WHAT THE TASK ASKS:
Exactly how many lines in the data below contain the string "method"? Give that number and nothing else.

DATA SUPPLIED:
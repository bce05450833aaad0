// Path: crates/node/src/http/v1.rs
//! v1 HTTP handlers: ping, task admission, the prove variants, public key
//! export and verifier updates.

use crate::http::{reply, reply_with_msg};
use crate::prove::{ProofResult, ProveParams};
use crate::prover::circom::CircomOp;
use crate::NodeState;
use axum::extract::State;
use axum::http::StatusCode;
use axum::response::{IntoResponse, Json, Response};
use base64::engine::general_purpose::STANDARD as BASE64;
use base64::Engine as _;
use provenet_types::response::WireCode;
use provenet_types::TaskState;
use serde::{Deserialize, Serialize};
use std::sync::Arc;

/// `GET /ping`.
pub async fn ping() -> Response {
    reply_with_msg(StatusCode::OK, WireCode::Successfully, "Pong")
}

/// Body of `POST /push_task`.
#[derive(Debug, Serialize, Deserialize)]
pub struct PushTaskRequest {
    /// The proof hash the hub dispatched.
    pub proof_hash: String,
    /// Hub signature over the proof hash.
    pub signature: String,
}

/// `POST /push_task`: verify the hub's signature and admit the hash as
/// `PENDING` with the default TTL. A hash that is already present — any
/// state, any remaining TTL — is a replay.
pub async fn push_task(
    State(state): State<Arc<NodeState>>,
    Json(body): Json<PushTaskRequest>,
) -> Response {
    let envelope = match state.session_key.envelope().await {
        Ok(envelope) => envelope,
        Err(e) => {
            tracing::error!(target: "node", endpoint = "POST /push_task", error = %e, "session key unavailable");
            return reply(
                StatusCode::INTERNAL_SERVER_ERROR,
                WireCode::NodePublicKeyNotFound,
            );
        }
    };

    if !envelope.verify(&body.proof_hash, &body.signature) {
        tracing::warn!(target: "node", endpoint = "POST /push_task", "invalid signature");
        return reply_with_msg(
            StatusCode::BAD_REQUEST,
            WireCode::RequestError,
            "invalid signature",
        );
    }

    if state.task_cache.get(&body.proof_hash).is_some() {
        tracing::warn!(
            target: "node",
            endpoint = "POST /push_task",
            proof_hash = %body.proof_hash,
            "replayed proof hash"
        );
        return reply_with_msg(
            StatusCode::BAD_REQUEST,
            WireCode::RequestError,
            "Proof hash is exist",
        );
    }

    state.task_cache.set(
        &body.proof_hash,
        TaskState::Pending,
        Some(crate::task_cache::DEFAULT_TTL),
    );
    tracing::info!(
        target: "node",
        endpoint = "POST /push_task",
        proof_hash = %body.proof_hash,
        "task admitted"
    );
    reply(StatusCode::OK, WireCode::Successfully)
}

/// Body shared by the v1 prove endpoints.
#[derive(Debug, Serialize, Deserialize)]
pub struct ProveRequestV1 {
    /// Backend selector.
    pub prover_id: String,
    /// Circuit template id.
    pub circuit_template_id: String,
    /// Payload, possibly encrypted.
    pub input_data: String,
    /// Whether `input_data` is encrypted.
    pub is_encrypted: bool,
    /// Opaque auth token.
    #[serde(default)]
    pub auth_token: String,
    /// The admitted proof hash being claimed.
    pub proof_hash: String,
    /// Validation family; absent defaults to ZKLOGIN.
    #[serde(default)]
    pub method: Option<i32>,
    /// Requested payload validator.
    #[serde(default)]
    pub oauth_provider: Option<String>,
    /// Input length hint for the nosha256 variants.
    #[serde(default)]
    pub length: Option<u32>,
}

impl ProveRequestV1 {
    fn params(&self) -> ProveParams {
        ProveParams {
            prover_id: self.prover_id.clone(),
            circuit_template_id: self.circuit_template_id.clone(),
            payload: self.input_data.clone(),
            is_encrypted: self.is_encrypted,
            auth_token: self.auth_token.clone(),
            task_type: self.method.unwrap_or(0),
            length: self.length.unwrap_or(0),
            oauth_provider: self.oauth_provider.clone().unwrap_or_default(),
        }
    }
}

/// Success body of the v1 prove endpoints.
#[derive(Debug, Serialize, Deserialize)]
pub struct ProveResponseV1 {
    /// Numeric wire code.
    pub code: i32,
    /// Outcome message.
    pub msg: String,
    /// Proof as JSON text, or base64 bytes for the offchain variant.
    #[serde(skip_serializing_if = "Option::is_none")]
    pub proof_data: Option<String>,
    /// Witness as JSON text (witness variants only).
    #[serde(skip_serializing_if = "Option::is_none")]
    pub witness_data: Option<String>,
}

/// Claim the hash, run one prove variant, report the result to the hub.
async fn run_prove(state: Arc<NodeState>, op: CircomOp, request: ProveRequestV1) -> Response {
    if let Err(e) = state.task_cache.claim(&request.proof_hash) {
        return reply_with_msg(StatusCode::BAD_REQUEST, WireCode::from(e), &e.to_string());
    }

    let result = state.prove.prove_v1(op, &request.params()).await;
    report_to_hub(&state, &request.proof_hash, &result).await;

    let proof_data = match op {
        CircomOp::Nosha256Offchain => result
            .proof_bytes
            .as_deref()
            .map(|bytes| BASE64.encode(bytes))
            .or(result.proof),
        _ => result.proof,
    };
    let witness_data = match op {
        CircomOp::Nosha256WithWitness | CircomOp::Nosha256Offchain => result.witness,
        _ => None,
    };
    (
        StatusCode::OK,
        Json(ProveResponseV1 {
            code: result.code,
            msg: result.msg,
            proof_data,
            witness_data,
        }),
    )
        .into_response()
}

pub(crate) async fn report_to_hub(state: &NodeState, proof_hash: &str, result: &ProofResult) {
    if let (Some(project_name), Some(duration_ms)) = (&result.project_name, result.duration_ms) {
        state
            .hub
            .send_result(project_name, proof_hash, duration_ms, &result.verifiers)
            .await;
    }
}

/// `POST /prove`.
pub async fn prove(
    State(state): State<Arc<NodeState>>,
    Json(body): Json<ProveRequestV1>,
) -> Response {
    run_prove(state, CircomOp::Prove, body).await
}

/// `POST /prove_nosha256`.
pub async fn prove_nosha256(
    State(state): State<Arc<NodeState>>,
    Json(body): Json<ProveRequestV1>,
) -> Response {
    run_prove(state, CircomOp::Nosha256, body).await
}

/// `POST /prove_nosha256_with_witness`.
pub async fn prove_nosha256_with_witness(
    State(state): State<Arc<NodeState>>,
    Json(body): Json<ProveRequestV1>,
) -> Response {
    run_prove(state, CircomOp::Nosha256WithWitness, body).await
}

/// `POST /prove_nosha256_offchain`.
pub async fn prove_nosha256_offchain(
    State(state): State<Arc<NodeState>>,
    Json(body): Json<ProveRequestV1>,
) -> Response {
    run_prove(state, CircomOp::Nosha256Offchain, body).await
}

/// Success body of `GET /get_public_key`.
#[derive(Debug, Serialize, Deserialize)]
pub struct GetPublicKeyResponse {
    /// Numeric wire code.
    pub code: i32,
    /// Outcome message.
    pub msg: String,
    /// The node's crypto public key PEM.
    pub public_key: String,
}

/// `GET /get_public_key`.
pub async fn get_public_key(State(state): State<Arc<NodeState>>) -> Response {
    match state.prove.get_public_key().await {
        Ok(public_key) => (
            StatusCode::OK,
            Json(GetPublicKeyResponse {
                code: WireCode::Successfully.code(),
                msg: WireCode::Successfully.msg().to_string(),
                public_key,
            }),
        )
            .into_response(),
        Err(e) => reply_with_msg(
            StatusCode::OK,
            WireCode::NodePublicKeyNotFound,
            &e.to_string(),
        ),
    }
}

/// Body of `PUT /verifier`: both fields ciphertext under the node's crypto
/// public key; `verifier` decrypts to a JSON string array.
#[derive(Debug, Serialize, Deserialize)]
pub struct UpdateVerifierRequest {
    /// Encrypted proof hash.
    pub proof_hash: String,
    /// Encrypted verifier list (JSON array text).
    pub verifier: String,
}

/// `PUT /verifier`: decrypt the update and relay it to the hub.
pub async fn put_verifier(
    State(state): State<Arc<NodeState>>,
    Json(body): Json<UpdateVerifierRequest>,
) -> Response {
    let envelope = match state.crypto_keys.envelope().await {
        Ok(envelope) => envelope,
        Err(e) => {
            tracing::error!(target: "node", endpoint = "PUT /verifier", error = %e, "crypto key unavailable");
            return reply(StatusCode::OK, WireCode::NodePrivateKeyNotFound);
        }
    };

    let parsed = envelope.decrypt(&body.proof_hash).ok().zip(
        envelope
            .decrypt(&body.verifier)
            .ok()
            .and_then(|raw| serde_json::from_str::<Vec<String>>(&raw).ok()),
    );
    let Some((proof_hash, verifiers)) = parsed else {
        tracing::error!(target: "node", endpoint = "PUT /verifier", "decryption failed");
        return reply(StatusCode::OK, WireCode::NodePrivateKeyInvalid);
    };
    if verifiers.is_empty() {
        return reply(StatusCode::OK, WireCode::NodePrivateKeyInvalid);
    }

    if state.hub.update_verifier(&proof_hash, &verifiers).await {
        reply(StatusCode::OK, WireCode::Successfully)
    } else {
        reply_with_msg(StatusCode::OK, WireCode::NodeError, "Update failed")
    }
}

#[cfg(test)]
mod tests {
    use super::*;
    use crate::tests::test_node_state;
    use axum::body::Body;
    use axum::http::Request;
    use http_body_util::BodyExt;
    use provenet_crypto::RsaEnvelope;
    use tower::ServiceExt;

    async fn body_json(response: Response) -> serde_json::Value {
        let bytes = response.into_body().collect().await.unwrap().to_bytes();
        serde_json::from_slice(&bytes).unwrap()
    }

    fn push_request(proof_hash: &str, signature: &str) -> Request<Body> {
        let body = serde_json::json!({
            "proof_hash": proof_hash,
            "signature": signature,
        });
        Request::builder()
            .method("POST")
            .uri("/push_task")
            .header("content-type", "application/json")
            .body(Body::from(body.to_string()))
            .unwrap()
    }

    #[tokio::test]
    async fn ping_pongs() {
        let (state, _guard) = test_node_state().await;
        let response = crate::router(state)
            .oneshot(
                Request::builder()
                    .uri("/ping")
                    .body(Body::empty())
                    .unwrap(),
            )
            .await
            .unwrap();
        assert_eq!(response.status(), StatusCode::OK);
        let body = body_json(response).await;
        assert_eq!(body["msg"], "Pong");
    }

    #[tokio::test]
    async fn push_task_admits_a_hub_signed_hash() {
        let (state, guard) = test_node_state().await;
        let proof_hash = "0xabc123";
        let signature = guard.hub_envelope.sign(proof_hash).unwrap();

        let response = crate::router(Arc::clone(&state))
            .oneshot(push_request(proof_hash, &signature))
            .await
            .unwrap();
        assert_eq!(response.status(), StatusCode::OK);
        assert_eq!(state.task_cache.get(proof_hash), Some(TaskState::Pending));
    }

    #[tokio::test]
    async fn push_task_rejects_a_replayed_hash() {
        let (state, guard) = test_node_state().await;
        let proof_hash = "0xreplayed";
        let signature = guard.hub_envelope.sign(proof_hash).unwrap();

        let app = crate::router(Arc::clone(&state));
        let first = app
            .clone()
            .oneshot(push_request(proof_hash, &signature))
            .await
            .unwrap();
        assert_eq!(first.status(), StatusCode::OK);

        let second = app
            .oneshot(push_request(proof_hash, &signature))
            .await
            .unwrap();
        assert_eq!(second.status(), StatusCode::BAD_REQUEST);
        let body = body_json(second).await;
        assert_eq!(body["msg"], "Proof hash is exist");
    }

    #[tokio::test]
    async fn push_task_rejects_a_foreign_signature() {
        let (state, _guard) = test_node_state().await;
        let proof_hash = "0xforged";
        let forged = RsaEnvelope::generate(1024)
            .unwrap()
            .sign(proof_hash)
            .unwrap();

        let response = crate::router(Arc::clone(&state))
            .oneshot(push_request(proof_hash, &forged))
            .await
            .unwrap();
        assert_eq!(response.status(), StatusCode::BAD_REQUEST);
        let body = body_json(response).await;
        assert_eq!(body["msg"], "invalid signature");
        // No entry may be created for a forged push.
        assert_eq!(state.task_cache.get(proof_hash), None);
    }

    #[tokio::test]
    async fn prove_without_an_admitted_hash_is_task_not_found() {
        let (state, _guard) = test_node_state().await;
        let body = serde_json::json!({
            "prover_id": "circom",
            "circuit_template_id": "20001",
            "input_data": "{}",
            "is_encrypted": false,
            "proof_hash": "0xnever-admitted",
        });
        let response = crate::router(state)
            .oneshot(
                Request::builder()
                    .method("POST")
                    .uri("/prove")
                    .header("content-type", "application/json")
                    .body(Body::from(body.to_string()))
                    .unwrap(),
            )
            .await
            .unwrap();
        assert_eq!(response.status(), StatusCode::BAD_REQUEST);
        let body = body_json(response).await;
        assert_eq!(body["code"], -2009);
        assert_eq!(body["msg"], "Proof hash does not exist");
    }

    #[tokio::test]
    async fn get_public_key_returns_the_pem() {
        let (state, _guard) = test_node_state().await;
        let response = crate::router(state)
            .oneshot(
                Request::builder()
                    .uri("/get_public_key")
                    .body(Body::empty())
                    .unwrap(),
            )
            .await
            .unwrap();
        assert_eq!(response.status(), StatusCode::OK);
        let body = body_json(response).await;
        assert_eq!(body["code"], 0);
        assert!(body["public_key"]
            .as_str()
            .unwrap()
            .contains("BEGIN PUBLIC KEY"));
    }
}
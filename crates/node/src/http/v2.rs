// Path: crates/node/src/http/v2.rs
//! v2 HTTP surface: one prove endpoint with the richer result shape.

use crate::http::v1::report_to_hub;
use crate::http::reply_with_msg;
use crate::prove::ProveParams;
use crate::NodeState;
use axum::extract::State;
use axum::http::StatusCode;
use axum::response::{IntoResponse, Json, Response};
use base64::engine::general_purpose::STANDARD as BASE64;
use base64::Engine as _;
use provenet_types::response::WireCode;
use serde::{Deserialize, Serialize};
use std::sync::Arc;

/// Body of `POST /api/v2/prove`.
#[derive(Debug, Serialize, Deserialize)]
pub struct ProveV2Request {
    /// Backend selector.
    pub prover: String,
    /// Circuit template id.
    pub circuit_template_id: String,
    /// Payload, possibly encrypted.
    pub payload: String,
    /// Whether `payload` is encrypted.
    pub is_encrypted: bool,
    /// Opaque auth token.
    #[serde(default)]
    pub auth_token: String,
    /// Validation family; absent defaults to ZKLOGIN.
    #[serde(default)]
    pub task_type: Option<i32>,
    /// Input length hint.
    #[serde(default)]
    pub length: Option<u32>,
    /// Requested payload validator.
    #[serde(default)]
    pub oauth_provider: Option<String>,
    /// The admitted proof hash being claimed.
    pub proof_hash: String,
}

/// Success body of `POST /api/v2/prove`. Byte fields are base64 text.
#[derive(Debug, Serialize, Deserialize)]
pub struct ProveV2Response {
    /// Numeric wire code.
    pub code: i32,
    /// Outcome message.
    pub msg: String,
    /// Proof as JSON text.
    #[serde(skip_serializing_if = "Option::is_none")]
    pub proof: Option<String>,
    /// Solidity-calldata rendering of the proof.
    #[serde(skip_serializing_if = "Option::is_none")]
    pub proof_solidity: Option<String>,
    /// Raw proof bytes, base64-encoded.
    #[serde(skip_serializing_if = "Option::is_none")]
    pub proof_bytes: Option<String>,
    /// Public witness as JSON text.
    #[serde(skip_serializing_if = "Option::is_none")]
    pub public_witness: Option<String>,
    /// Raw public witness bytes, base64-encoded.
    #[serde(skip_serializing_if = "Option::is_none")]
    pub public_witness_bytes: Option<String>,
}

/// `POST /api/v2/prove`: claim, prove, report, respond.
pub async fn prove(
    State(state): State<Arc<NodeState>>,
    Json(body): Json<ProveV2Request>,
) -> Response {
    if let Err(e) = state.task_cache.claim(&body.proof_hash) {
        return reply_with_msg(StatusCode::BAD_REQUEST, WireCode::from(e), &e.to_string());
    }

    let params = ProveParams {
        prover_id: body.prover.clone(),
        circuit_template_id: body.circuit_template_id.clone(),
        payload: body.payload.clone(),
        is_encrypted: body.is_encrypted,
        auth_token: body.auth_token.clone(),
        task_type: body.task_type.unwrap_or(0),
        length: body.length.unwrap_or(0),
        oauth_provider: body.oauth_provider.clone().unwrap_or_default(),
    };
    let result = state.prove.prove_v2(&params).await;
    report_to_hub(&state, &body.proof_hash, &result).await;

    (
        StatusCode::OK,
        Json(ProveV2Response {
            code: result.code,
            msg: result.msg,
            proof: result.proof,
            proof_solidity: result.proof_solidity,
            proof_bytes: result.proof_bytes.as_deref().map(|b| BASE64.encode(b)),
            public_witness: result.public_witness,
            public_witness_bytes: result
                .public_witness_bytes
                .as_deref()
                .map(|b| BASE64.encode(b)),
        }),
    )
        .into_response()
}

#[cfg(test)]
mod tests {
    use super::*;
    use crate::tests::test_node_state;
    use axum::body::Body;
    use axum::http::Request;
    use http_body_util::BodyExt;
    use provenet_types::TaskState;
    use tower::ServiceExt;

    #[tokio::test]
    async fn v2_claim_failures_use_the_same_codes_as_v1() {
        let (state, _guard) = test_node_state().await;
        state.task_cache.set(
            "0xclaimed",
            TaskState::Running,
            Some(std::time::Duration::from_secs(60)),
        );
        let body = serde_json::json!({
            "prover": "circom",
            "circuit_template_id": "20001",
            "payload": "{}",
            "is_encrypted": false,
            "proof_hash": "0xclaimed",
        });
        let response = crate::router(state)
            .oneshot(
                Request::builder()
                    .method("POST")
                    .uri("/api/v2/prove")
                    .header("content-type", "application/json")
                    .body(Body::from(body.to_string()))
                    .unwrap(),
            )
            .await
            .unwrap();
        assert_eq!(response.status(), StatusCode::BAD_REQUEST);
        let bytes = response.into_body().collect().await.unwrap().to_bytes();
        let body: serde_json::Value = serde_json::from_slice(&bytes).unwrap();
        assert_eq!(body["code"], -2010);
        assert_eq!(body["msg"], "Proof hash is invalid");
    }
}
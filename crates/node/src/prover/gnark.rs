// Path: crates/node/src/prover/gnark.rs
//! Client for the private (gnark) proving engine.
//!
//! The private engine serves a fixed set of privileged circuits, each with
//! its own RPC; anything else is not routable.

use super::pool::{ChannelPool, PooledChannel};
use super::{call_with_retry, MAX_MESSAGE_BYTES};
use provenet_ipc::backend::proving_backend_client::ProvingBackendClient;
use provenet_ipc::backend::{BackendProveRequest, BackendProveResponse};
use provenet_types::error::ProveError;
use std::sync::Arc;
use tonic::transport::Channel;

/// Pooled client for the private backend.
#[derive(Clone)]
pub struct PrivateBackend {
    pool: Arc<ChannelPool>,
}

fn client(channel: Channel) -> ProvingBackendClient<Channel> {
    ProvingBackendClient::new(channel)
        .max_decoding_message_size(MAX_MESSAGE_BYTES)
        .max_encoding_message_size(MAX_MESSAGE_BYTES)
}

impl PrivateBackend {
    /// A backend over the shared pool for `address`.
    pub fn new(address: &str, max_connections: usize) -> Self {
        Self {
            pool: ChannelPool::for_address(address, max_connections),
        }
    }

    /// Whether this backend can route `circuit_template_id` at all.
    pub fn routes(circuit_template_id: &str) -> bool {
        matches!(circuit_template_id, "10005" | "10006" | "10010")
    }

    /// Run the circuit-specific offchain RPC for a privileged circuit.
    pub async fn prove(
        &self,
        input_data: &str,
        circuit_template_id: &str,
    ) -> Result<BackendProveResponse, ProveError> {
        if !Self::routes(circuit_template_id) {
            return Err(ProveError::UnsupportedCircuit(
                circuit_template_id.to_string(),
            ));
        }
        let pooled: PooledChannel = self.pool.acquire().await?;
        let request = BackendProveRequest {
            input_data: input_data.to_string(),
            circuit_template_id: circuit_template_id.to_string(),
            length: 0,
        };
        let channel = pooled.channel();
        let circuit = circuit_template_id.to_string();
        let result = call_with_retry("prove_private", move || {
            let mut client = client(channel.clone());
            let request = request.clone();
            let circuit = circuit.clone();
            async move {
                let response = match circuit.as_str() {
                    "10005" => client.prove_tiga_offchain(request).await?,
                    "10006" => client.prove_binance_offchain(request).await?,
                    "10010" => client.prove_merkle_offchain(request).await?,
                    // Guarded above; unreachable circuits fail like an
                    // unimplemented backend method.
                    _ => return Err(tonic::Status::unimplemented("circuit not routable")),
                };
                Ok(response.into_inner())
            }
        })
        .await;
        self.pool.release(pooled);
        result
    }

    /// Pre-open channels before serving.
    pub fn warmup(&self, n: usize) -> Result<usize, ProveError> {
        self.pool.warmup(n)
    }

    /// Close the shared pool.
    pub fn close(&self) {
        self.pool.close();
    }
}

#[cfg(test)]
mod tests {
    use super::*;

    #[test]
    fn only_privileged_circuits_route() {
        assert!(PrivateBackend::routes("10005"));
        assert!(PrivateBackend::routes("10006"));
        assert!(PrivateBackend::routes("10010"));
        assert!(!PrivateBackend::routes("10007"));
        assert!(!PrivateBackend::routes(""));
    }
}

ANSWER SPACE:
6